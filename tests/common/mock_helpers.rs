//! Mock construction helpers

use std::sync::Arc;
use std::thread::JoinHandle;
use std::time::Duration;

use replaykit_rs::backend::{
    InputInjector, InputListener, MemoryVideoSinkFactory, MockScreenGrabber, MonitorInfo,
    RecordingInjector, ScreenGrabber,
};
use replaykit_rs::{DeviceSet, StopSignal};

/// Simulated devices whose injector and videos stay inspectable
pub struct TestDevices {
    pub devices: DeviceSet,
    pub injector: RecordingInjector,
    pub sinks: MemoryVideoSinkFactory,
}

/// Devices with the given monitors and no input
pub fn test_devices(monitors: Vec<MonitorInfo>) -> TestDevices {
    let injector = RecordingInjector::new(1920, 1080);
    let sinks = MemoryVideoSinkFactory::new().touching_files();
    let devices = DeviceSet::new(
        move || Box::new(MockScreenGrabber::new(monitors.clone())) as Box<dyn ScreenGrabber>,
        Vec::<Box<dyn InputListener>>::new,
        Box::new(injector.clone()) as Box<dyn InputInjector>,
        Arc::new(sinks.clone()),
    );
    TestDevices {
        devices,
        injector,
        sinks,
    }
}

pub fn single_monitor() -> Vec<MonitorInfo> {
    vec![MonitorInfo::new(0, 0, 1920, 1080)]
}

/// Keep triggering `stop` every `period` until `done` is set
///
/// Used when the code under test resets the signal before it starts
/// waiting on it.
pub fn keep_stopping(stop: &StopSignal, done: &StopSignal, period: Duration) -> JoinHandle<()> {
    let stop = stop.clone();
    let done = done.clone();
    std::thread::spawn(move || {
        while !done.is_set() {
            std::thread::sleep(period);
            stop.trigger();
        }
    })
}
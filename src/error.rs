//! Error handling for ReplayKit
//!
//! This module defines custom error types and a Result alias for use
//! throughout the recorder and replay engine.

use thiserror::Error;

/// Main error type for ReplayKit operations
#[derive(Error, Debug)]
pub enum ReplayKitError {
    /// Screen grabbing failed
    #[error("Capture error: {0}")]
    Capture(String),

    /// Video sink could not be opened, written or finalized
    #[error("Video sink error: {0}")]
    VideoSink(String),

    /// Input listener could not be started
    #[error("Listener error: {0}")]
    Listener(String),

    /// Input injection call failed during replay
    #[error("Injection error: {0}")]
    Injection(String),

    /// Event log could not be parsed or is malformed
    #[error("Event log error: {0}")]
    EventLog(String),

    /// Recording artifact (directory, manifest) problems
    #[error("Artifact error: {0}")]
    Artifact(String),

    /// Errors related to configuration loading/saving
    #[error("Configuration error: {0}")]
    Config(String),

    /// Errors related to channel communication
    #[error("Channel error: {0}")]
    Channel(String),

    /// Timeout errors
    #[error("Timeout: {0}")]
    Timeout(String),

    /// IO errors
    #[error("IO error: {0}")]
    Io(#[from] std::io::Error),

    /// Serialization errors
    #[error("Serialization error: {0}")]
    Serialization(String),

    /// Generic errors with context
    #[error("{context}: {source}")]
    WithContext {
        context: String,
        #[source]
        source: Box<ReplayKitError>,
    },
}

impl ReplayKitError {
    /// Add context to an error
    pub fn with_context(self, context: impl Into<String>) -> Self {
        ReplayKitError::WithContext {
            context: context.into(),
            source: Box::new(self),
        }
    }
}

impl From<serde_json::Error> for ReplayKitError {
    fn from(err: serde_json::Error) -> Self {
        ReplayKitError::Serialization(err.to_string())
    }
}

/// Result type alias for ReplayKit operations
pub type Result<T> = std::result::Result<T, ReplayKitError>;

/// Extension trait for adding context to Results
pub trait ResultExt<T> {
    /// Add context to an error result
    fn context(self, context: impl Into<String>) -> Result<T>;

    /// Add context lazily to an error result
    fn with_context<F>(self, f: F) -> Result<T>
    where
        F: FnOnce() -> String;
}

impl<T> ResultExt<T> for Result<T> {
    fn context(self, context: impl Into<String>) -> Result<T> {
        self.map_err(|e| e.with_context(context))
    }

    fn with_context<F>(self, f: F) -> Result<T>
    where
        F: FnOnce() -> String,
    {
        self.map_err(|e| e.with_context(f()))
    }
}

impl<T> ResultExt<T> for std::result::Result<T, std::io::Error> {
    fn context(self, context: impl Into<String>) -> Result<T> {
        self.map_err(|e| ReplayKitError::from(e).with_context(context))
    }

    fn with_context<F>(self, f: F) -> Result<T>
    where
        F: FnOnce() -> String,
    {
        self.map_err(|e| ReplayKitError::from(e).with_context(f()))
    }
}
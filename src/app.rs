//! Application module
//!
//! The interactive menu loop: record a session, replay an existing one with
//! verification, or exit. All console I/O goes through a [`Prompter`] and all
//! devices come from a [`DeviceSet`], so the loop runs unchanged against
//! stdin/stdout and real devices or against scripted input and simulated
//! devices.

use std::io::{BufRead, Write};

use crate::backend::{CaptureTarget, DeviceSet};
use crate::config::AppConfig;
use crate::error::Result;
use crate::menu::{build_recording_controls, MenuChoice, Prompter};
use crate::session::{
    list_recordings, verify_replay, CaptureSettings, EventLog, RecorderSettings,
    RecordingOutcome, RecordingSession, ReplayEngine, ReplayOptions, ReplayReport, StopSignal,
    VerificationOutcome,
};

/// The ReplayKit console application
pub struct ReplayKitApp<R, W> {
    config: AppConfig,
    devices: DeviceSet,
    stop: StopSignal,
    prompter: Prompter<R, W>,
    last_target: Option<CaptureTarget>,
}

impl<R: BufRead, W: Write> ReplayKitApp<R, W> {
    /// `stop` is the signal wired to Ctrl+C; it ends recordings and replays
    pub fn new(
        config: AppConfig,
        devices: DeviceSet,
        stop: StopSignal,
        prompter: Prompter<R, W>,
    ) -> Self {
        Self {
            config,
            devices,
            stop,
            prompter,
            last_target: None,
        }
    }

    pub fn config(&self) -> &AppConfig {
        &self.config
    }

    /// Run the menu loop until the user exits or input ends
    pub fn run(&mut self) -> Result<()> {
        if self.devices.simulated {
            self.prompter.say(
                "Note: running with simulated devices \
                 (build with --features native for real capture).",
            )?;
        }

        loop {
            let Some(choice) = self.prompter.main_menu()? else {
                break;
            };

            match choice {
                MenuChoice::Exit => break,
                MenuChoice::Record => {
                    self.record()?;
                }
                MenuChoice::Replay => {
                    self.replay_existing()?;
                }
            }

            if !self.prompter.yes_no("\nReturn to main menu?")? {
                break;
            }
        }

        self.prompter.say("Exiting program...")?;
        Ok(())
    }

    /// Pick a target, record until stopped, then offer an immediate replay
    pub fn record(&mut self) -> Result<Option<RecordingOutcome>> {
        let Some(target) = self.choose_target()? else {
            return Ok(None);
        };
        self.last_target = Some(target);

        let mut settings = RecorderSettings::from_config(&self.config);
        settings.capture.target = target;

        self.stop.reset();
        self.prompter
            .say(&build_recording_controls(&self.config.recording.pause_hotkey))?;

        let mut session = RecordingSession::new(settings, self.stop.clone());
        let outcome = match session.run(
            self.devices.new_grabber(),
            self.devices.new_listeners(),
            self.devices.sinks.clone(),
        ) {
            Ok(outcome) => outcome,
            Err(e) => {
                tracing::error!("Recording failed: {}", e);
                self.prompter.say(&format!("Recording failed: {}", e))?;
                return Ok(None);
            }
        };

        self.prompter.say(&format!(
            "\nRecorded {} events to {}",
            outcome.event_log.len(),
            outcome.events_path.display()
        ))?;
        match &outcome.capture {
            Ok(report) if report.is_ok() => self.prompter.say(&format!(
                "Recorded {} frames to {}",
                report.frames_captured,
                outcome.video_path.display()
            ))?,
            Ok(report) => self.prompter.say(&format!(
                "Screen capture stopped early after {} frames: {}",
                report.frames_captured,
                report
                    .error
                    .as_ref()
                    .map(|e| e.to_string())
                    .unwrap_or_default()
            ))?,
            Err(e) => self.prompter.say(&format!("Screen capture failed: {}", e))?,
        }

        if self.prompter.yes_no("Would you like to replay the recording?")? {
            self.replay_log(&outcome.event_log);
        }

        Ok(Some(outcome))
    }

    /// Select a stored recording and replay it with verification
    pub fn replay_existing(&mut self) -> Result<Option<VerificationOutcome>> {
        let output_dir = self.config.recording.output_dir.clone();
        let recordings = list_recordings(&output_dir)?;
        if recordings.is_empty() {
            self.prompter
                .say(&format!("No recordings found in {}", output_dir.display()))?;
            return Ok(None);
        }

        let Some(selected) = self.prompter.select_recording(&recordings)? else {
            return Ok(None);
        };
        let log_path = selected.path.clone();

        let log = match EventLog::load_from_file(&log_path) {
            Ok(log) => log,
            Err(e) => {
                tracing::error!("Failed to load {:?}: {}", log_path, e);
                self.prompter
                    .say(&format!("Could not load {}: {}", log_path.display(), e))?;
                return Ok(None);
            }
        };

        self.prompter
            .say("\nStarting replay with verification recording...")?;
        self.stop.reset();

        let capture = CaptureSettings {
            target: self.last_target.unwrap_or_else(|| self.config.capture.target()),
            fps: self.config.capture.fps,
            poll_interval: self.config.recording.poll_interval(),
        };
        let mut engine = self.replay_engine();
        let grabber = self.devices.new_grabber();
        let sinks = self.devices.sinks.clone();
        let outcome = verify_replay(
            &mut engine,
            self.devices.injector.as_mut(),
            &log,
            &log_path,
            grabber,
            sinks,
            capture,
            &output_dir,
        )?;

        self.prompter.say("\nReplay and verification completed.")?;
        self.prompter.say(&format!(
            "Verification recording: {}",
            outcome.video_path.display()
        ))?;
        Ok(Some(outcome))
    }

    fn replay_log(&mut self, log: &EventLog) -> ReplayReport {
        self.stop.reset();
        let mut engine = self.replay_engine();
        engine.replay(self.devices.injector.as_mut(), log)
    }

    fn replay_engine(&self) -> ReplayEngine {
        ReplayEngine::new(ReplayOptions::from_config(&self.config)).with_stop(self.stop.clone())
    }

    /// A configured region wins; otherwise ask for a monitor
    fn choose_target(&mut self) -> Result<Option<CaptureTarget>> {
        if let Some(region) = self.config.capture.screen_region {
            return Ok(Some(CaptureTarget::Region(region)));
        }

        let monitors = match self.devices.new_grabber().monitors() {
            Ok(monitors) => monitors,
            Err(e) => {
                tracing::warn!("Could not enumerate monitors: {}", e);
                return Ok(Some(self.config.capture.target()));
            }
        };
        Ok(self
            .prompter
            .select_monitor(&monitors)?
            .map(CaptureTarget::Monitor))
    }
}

────────────────

Work request => Above are the entries. Copy exactly the part that opens with the line containing "self.map_err(|e| ReplayKitError::from(e).with_context(f()))" and closes with the line containing "use crate::error::Result;", and no more.

Answer to this problem =>
        self.map_err(|e| ReplayKitError::from(e).with_context(f()))
    }
}
filename src/app.rs
//! Application module
//!
//! The interactive menu loop: record a session, replay an existing one with
//! verification, or exit. All console I/O goes through a [`Prompter`] and all
//! devices come from a [`DeviceSet`], so the loop runs unchanged against
//! stdin/stdout and real devices or against scripted input and simulated
//! devices.

use std::io::{BufRead, Write};

use crate::backend::{CaptureTarget, DeviceSet};
use crate::config::AppConfig;
use crate::error::Result;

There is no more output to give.